An exact copy of every record is the expected answer.

**Material for this exercise**
===

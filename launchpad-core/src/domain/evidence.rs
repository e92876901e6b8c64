//! Evidence phase domain type

use serde::{Deserialize, Serialize};

/// Pipeline phase an evidence artifact belongs to
///
/// Each phase maps to exactly one file name, so repeated runs overwrite
/// instead of accumulating artifacts. Variant order is report order.
#[derive(Debug, Clone, Copy, PartialEq, Eq, PartialOrd, Ord, Hash, Serialize, Deserialize)]
#[serde(rename_all = "lowercase")]
pub enum EvidencePhase {
    Variables,
    Apply,
    Readiness,
    Configure,
    Verification,
    Destroy,
    Summary,
}

impl EvidencePhase {
    /// All phases in report order
    pub const ALL: [EvidencePhase; 7] = [
        EvidencePhase::Variables,
        EvidencePhase::Apply,
        EvidencePhase::Readiness,
        EvidencePhase::Configure,
        EvidencePhase::Verification,
        EvidencePhase::Destroy,
        EvidencePhase::Summary,
    ];

    /// Artifact file name inside the evidence directory
    pub fn file_name(&self) -> &'static str {
        match self {
            EvidencePhase::Variables => "deployment-vars.json",
            EvidencePhase::Apply => "apply-output.txt",
            EvidencePhase::Readiness => "readiness.txt",
            EvidencePhase::Configure => "configure-output.txt",
            EvidencePhase::Verification => "verification.txt",
            EvidencePhase::Destroy => "destroy-output.txt",
            EvidencePhase::Summary => "SUMMARY.md",
        }
    }

    /// Human-readable section title
    pub fn title(&self) -> &'static str {
        match self {
            EvidencePhase::Variables => "Deployment variables",
            EvidencePhase::Apply => "Provisioning output",
            EvidencePhase::Readiness => "Readiness wait",
            EvidencePhase::Configure => "Configuration output",
            EvidencePhase::Verification => "HTTP verification",
            EvidencePhase::Destroy => "Teardown output",
            EvidencePhase::Summary => "Summary",
        }
    }
}

impl std::fmt::Display for EvidencePhase {
    fn fmt(&self, f: &mut std::fmt::Formatter<'_>) -> std::fmt::Result {
        let name = match self {
            EvidencePhase::Variables => "variables",
            EvidencePhase::Apply => "apply",
            EvidencePhase::Readiness => "readiness",
            EvidencePhase::Configure => "configure",
            EvidencePhase::Verification => "verification",
            EvidencePhase::Destroy => "destroy",
            EvidencePhase::Summary => "summary",
        };
        write!(f, "{}", name)
    }
}

#[cfg(test)]
mod tests {
    use super::*;
    use std::collections::HashSet;

    #[test]
    fn test_file_names_are_unique() {
        let names: HashSet<_> = EvidencePhase::ALL.iter().map(|p| p.file_name()).collect();
        assert_eq!(names.len(), EvidencePhase::ALL.len());
    }
}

===

**Answer to the problem**
filename launchpad-core/src/domain/evidence.rs
repository e92876901e6b8c64
//! Evidence phase domain type

use serde::{Deserialize, Serialize};

/// Pipeline phase an evidence artifact belongs to
///
/// Each phase maps to exactly one file name, so repeated runs overwrite
/// instead of accumulating artifacts. Variant order is report order.
#[derive(Debug, Clone, Copy, PartialEq, Eq, PartialOrd, Ord, Hash, Serialize, Deserialize)]
#[serde(rename_all = "lowercase")]
pub enum EvidencePhase {
    Variables,
    Apply,
    Readiness,
    Configure,
    Verification,
    Destroy,
    Summary,
}

impl EvidencePhase {
    /// All phases in report order
    pub const ALL: [EvidencePhase; 7] = [
        EvidencePhase::Variables,
        EvidencePhase::Apply,
        EvidencePhase::Readiness,
        EvidencePhase::Configure,
        EvidencePhase::Verification,
        EvidencePhase::Destroy,
        EvidencePhase::Summary,
    ];

    /// Artifact file name inside the evidence directory
    pub fn file_name(&self) -> &'static str {
        match self {
            EvidencePhase::Variables => "deployment-vars.json",
            EvidencePhase::Apply => "apply-output.txt",
            EvidencePhase::Readiness => "readiness.txt",
            EvidencePhase::Configure => "configure-output.txt",
            EvidencePhase::Verification => "verification.txt",
            EvidencePhase::Destroy => "destroy-output.txt",
            EvidencePhase::Summary => "SUMMARY.md",
        }
    }

    /// Human-readable section title
    pub fn title(&self) -> &'static str {
        match self {
            EvidencePhase::Variables => "Deployment variables",
            EvidencePhase::Apply => "Provisioning output",
            EvidencePhase::Readiness => "Readiness wait",
            EvidencePhase::Configure => "Configuration output",
            EvidencePhase::Verification => "HTTP verification",
            EvidencePhase::Destroy => "Teardown output",
            EvidencePhase::Summary => "Summary",
        }
    }
}

impl std::fmt::Display for EvidencePhase {
    fn fmt(&self, f: &mut std::fmt::Formatter<'_>) -> std::fmt::Result {
        let name = match self {
            EvidencePhase::Variables => "variables",
            EvidencePhase::Apply => "apply",
            EvidencePhase::Readiness => "readiness",
            EvidencePhase::Configure => "configure",
            EvidencePhase::Verification => "verification",
            EvidencePhase::Destroy => "destroy",
            EvidencePhase::Summary => "summary",
        };
        write!(f, "{}", name)
    }
}

#[cfg(test)]
mod tests {
    use super::*;
    use std::collections::HashSet;

    #[test]
    fn test_file_names_are_unique() {
        let names: HashSet<_> = EvidencePhase::ALL.iter().map(|p| p.file_name()).collect();
        assert_eq!(names.len(), EvidencePhase::ALL.len());
    }
}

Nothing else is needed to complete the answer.